The second point is addressing the bigger picture. I wonder what it was that compelled you to do this. Did you feel patriotic? Did you feel as if you did our country a favor? Did you expect me to see it and accept your action as a moral imperative – as a lesson as to how I should treat MY flag?
I have yet to speak to you about this, but to be honest, a large part of me has no interest in hearing your justification. Because I can already fathom why it was you did what you did. If you thought this patriotic – this is the most unpatriotic thing you could have done. Must I remind you that I too am American. I was born in the United States. I am as American as you, and as an American, we are supposedly endowed with the right to express our patriotism as we see fit. When you flipped the flag, what you said was “Nico, or whomever this flags belongs to, you are not as American, or even American, as I”. If not, that is what I heard. Why? Is it the color of my skin? Is it the “Ghetto” vernacular I use? The accents of my parents? What makes your claim to our flag more legitimate than mine? Probably your white skin, as we know that all others who are not white have never been seen as American. Our skin color gives us the hyphen, the (in)visible mark of the wretched, the unwanted, the less human, the lives that don’t and never mattered.

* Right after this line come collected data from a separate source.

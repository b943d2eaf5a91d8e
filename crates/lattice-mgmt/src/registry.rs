//! In-process bean registry with a broadcast notification bus.

use crate::bean::ManagedBean;
use crate::error::BeanError;
use crate::name::BeanName;
use serde::{Deserialize, Serialize};
use serde_json::Value;
use std::collections::HashMap;
use std::sync::atomic::{AtomicU64, Ordering};
use std::sync::{Arc, RwLock};
use std::time::{SystemTime, UNIX_EPOCH};
use tokio::sync::broadcast;
use tracing::debug;

/// One event emitted by a bean through its registry.
#[derive(Debug, Clone, PartialEq, Serialize, Deserialize)]
pub struct Notification {
    /// Bean the event originated from.
    pub source: BeanName,
    /// Free-form event kind, e.g. `"state.changed"`.
    pub kind: String,
    /// Human-readable message.
    pub message: String,
    /// Structured payload, `Value::Null` when the event carries none.
    #[serde(default)]
    pub payload: Value,
    /// Per-registry monotonically increasing sequence number.
    pub sequence: u64,
    /// Milliseconds since the unix epoch at emission time.
    pub timestamp_ms: u64,
}

/// Capacity of the broadcast bus before slow subscribers start lagging.
const NOTIFICATION_BUS_CAPACITY: usize = 256;

/// Registry mapping bean names to live bean instances.
///
/// Lookups hand out `Arc<dyn ManagedBean>` clones so invocations never hold
/// the registry lock. Notifications fan out over a `tokio::sync::broadcast`
/// channel; emitting with no subscribers is not an error.
///
/// # Example
/// ```
/// use lattice_mgmt::{BeanName, BeanRegistry};
///
/// let registry = BeanRegistry::new();
/// let name: BeanName = "lattice:type=node,name=admin".parse().unwrap();
/// assert!(registry.lookup(&name).is_none());
/// ```
pub struct BeanRegistry {
    beans: RwLock<HashMap<BeanName, Arc<dyn ManagedBean>>>,
    bus: broadcast::Sender<Notification>,
    sequence: AtomicU64,
}

impl BeanRegistry {
    pub fn new() -> Self {
        let (bus, _) = broadcast::channel(NOTIFICATION_BUS_CAPACITY);
        Self {
            beans: RwLock::new(HashMap::new()),
            bus,
            sequence: AtomicU64::new(0),
        }
    }

    /// Register a bean under a name. Fails if the name is taken.
    pub fn register(
        &self,
        name: BeanName,
        bean: Arc<dyn ManagedBean>,
    ) -> Result<(), BeanError> {
        let mut beans = self.write_lock();
        if beans.contains_key(&name) {
            return Err(BeanError::AlreadyRegistered(name.to_string()));
        }
        debug!(bean = %name, "registering bean");
        beans.insert(name, bean);
        Ok(())
    }

    /// Remove a bean. Fails if the name is unknown.
    pub fn unregister(&self, name: &BeanName) -> Result<Arc<dyn ManagedBean>, BeanError> {
        let mut beans = self.write_lock();
        beans
            .remove(name)
            .ok_or_else(|| BeanError::NotRegistered(name.to_string()))
    }

    /// Look up a bean by name.
    pub fn lookup(&self, name: &BeanName) -> Option<Arc<dyn ManagedBean>> {
        self.read_lock().get(name).cloned()
    }

    /// Look up a bean by name, failing with `NotRegistered` when absent.
    pub fn require(&self, name: &BeanName) -> Result<Arc<dyn ManagedBean>, BeanError> {
        self.lookup(name)
            .ok_or_else(|| BeanError::NotRegistered(name.to_string()))
    }

    /// All registered names, in canonical order.
    pub fn names(&self) -> Vec<BeanName> {
        let mut names: Vec<BeanName> = self.read_lock().keys().cloned().collect();
        names.sort();
        names
    }

    /// Number of registered beans.
    pub fn len(&self) -> usize {
        self.read_lock().len()
    }

    pub fn is_empty(&self) -> bool {
        self.read_lock().is_empty()
    }

    /// Emit a notification from `source`. Returns the assigned sequence
    /// number. The event is dropped silently when nobody subscribes.
    pub fn emit(
        &self,
        source: BeanName,
        kind: impl Into<String>,
        message: impl Into<String>,
        payload: Value,
    ) -> u64 {
        let sequence = self.sequence.fetch_add(1, Ordering::Relaxed) + 1;
        let notification = Notification {
            source,
            kind: kind.into(),
            message: message.into(),
            payload,
            sequence,
            timestamp_ms: now_ms(),
        };
        let _ = self.bus.send(notification);
        sequence
    }

    /// Subscribe to the notification bus.
    pub fn subscribe(&self) -> broadcast::Receiver<Notification> {
        self.bus.subscribe()
    }

    fn read_lock(&self) -> std::sync::RwLockReadGuard<'_, HashMap<BeanName, Arc<dyn ManagedBean>>> {
        match self.beans.read() {
            Ok(guard) => guard,
            Err(poisoned) => poisoned.into_inner(),
        }
    }

    fn write_lock(
        &self,
    ) -> std::sync::RwLockWriteGuard<'_, HashMap<BeanName, Arc<dyn ManagedBean>>> {
        match self.beans.write() {
            Ok(guard) => guard,
            Err(poisoned) => poisoned.into_inner(),
        }
    }
}

impl Default for BeanRegistry {
    fn default() -> Self {
        Self::new()
    }
}

fn now_ms() -> u64 {
    SystemTime::now()
        .duration_since(UNIX_EPOCH)
        .map(|d| d.as_millis() as u64)
        .unwrap_or(0)
}

#[cfg(test)]
mod tests {
    use super::*;
    use crate::bean::BeanDescriptor;
    use async_trait::async_trait;
    use serde_json::json;

    struct CounterBean;

    #[async_trait]
    impl ManagedBean for CounterBean {
        async fn get_attribute(&self, name: &str) -> Result<Option<Value>, BeanError> {
            match name {
                "count" => Ok(Some(json!(42))),
                other => Err(BeanError::AttributeNotFound {
                    bean: "counter".to_string(),
                    attribute: other.to_string(),
                }),
            }
        }

        async fn set_attribute(&self, name: &str, _value: Value) -> Result<(), BeanError> {
            Err(BeanError::AttributeReadOnly {
                bean: "counter".to_string(),
                attribute: name.to_string(),
            })
        }

        async fn invoke(
            &self,
            operation: &str,
            _params: Vec<Value>,
        ) -> Result<Option<Value>, BeanError> {
            match operation {
                "reset" => Ok(None),
                other => Err(BeanError::OperationNotFound {
                    bean: "counter".to_string(),
                    operation: other.to_string(),
                }),
            }
        }

        fn descriptor(&self) -> BeanDescriptor {
            BeanDescriptor::default()
                .attribute("count", false)
                .operation("reset", &[], false)
        }
    }

    fn name(text: &str) -> BeanName {
        text.parse().unwrap()
    }

    #[tokio::test]
    async fn test_register_lookup_unregister() {
        let registry = BeanRegistry::new();
        let counter = name("test:type=counter,name=a");

        registry
            .register(counter.clone(), Arc::new(CounterBean))
            .unwrap();
        assert!(registry
            .register(counter.clone(), Arc::new(CounterBean))
            .is_err());

        let bean = registry.lookup(&counter).unwrap();
        assert_eq!(bean.get_attribute("count").await.unwrap(), Some(json!(42)));

        registry.unregister(&counter).unwrap();
        assert!(registry.lookup(&counter).is_none());
        assert!(registry.unregister(&counter).is_err());
    }

    #[test]
    fn test_names_are_sorted() {
        let registry = BeanRegistry::new();
        registry
            .register(name("b:type=x,name=1"), Arc::new(CounterBean))
            .unwrap();
        registry
            .register(name("a:type=x,name=2"), Arc::new(CounterBean))
            .unwrap();

        let names: Vec<String> = registry.names().iter().map(|n| n.to_string()).collect();
        assert_eq!(names, vec!["a:name=2,type=x", "b:name=1,type=x"]);
        assert_eq!(registry.len(), 2);
    }

    #[tokio::test]
    async fn test_notifications_sequence_monotonic() {
        let registry = BeanRegistry::new();
        let source = name("test:type=counter,name=a");
        let mut rx = registry.subscribe();

        let first = registry.emit(source.clone(), "tick", "first", Value::Null);
        let second = registry.emit(source.clone(), "tick", "second", json!({"n": 2}));
        assert!(second > first);

        let got = rx.recv().await.unwrap();
        assert_eq!(got.sequence, first);
        assert_eq!(got.kind, "tick");
        assert_eq!(got.source, source);

        let got = rx.recv().await.unwrap();
        assert_eq!(got.sequence, second);
        assert_eq!(got.payload, json!({"n": 2}));
    }

    #[test]
    fn test_emit_without_subscribers_is_fine() {
        let registry = BeanRegistry::new();
        let sequence = registry.emit(
            name("test:type=counter,name=a"),
            "tick",
            "nobody listening",
            Value::Null,
        );
        assert_eq!(sequence, 1);
    }
}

In this you are wrong. I am American.
But what else is troubling is that if you thought that my flag was in some way offensive to our country, to our people, our history, you must be basking in willful blindness, but that is something I can understand. See, the fundamental difference between you and I, and the reason that I addressed this “Dear White Male”, is that when I see the flag, I do not only see a country I love and ideas that I value, but I see the devastation that has come with it. Under its red soaked stripes and under the stars as witnesses, things have been done in the name of the American flag that are too horrific to utter without despair. Genocide, Colonization, Racism, Sexism, I can go on, but I am not here to educate you. You can do that on your own. That is part of the reason my flag hung as it did. It was to recognize the space that I must negotiate everyday. To try and reconcile the fact that the country I love does not love us both in the same way, that it does not, and never has, loved me.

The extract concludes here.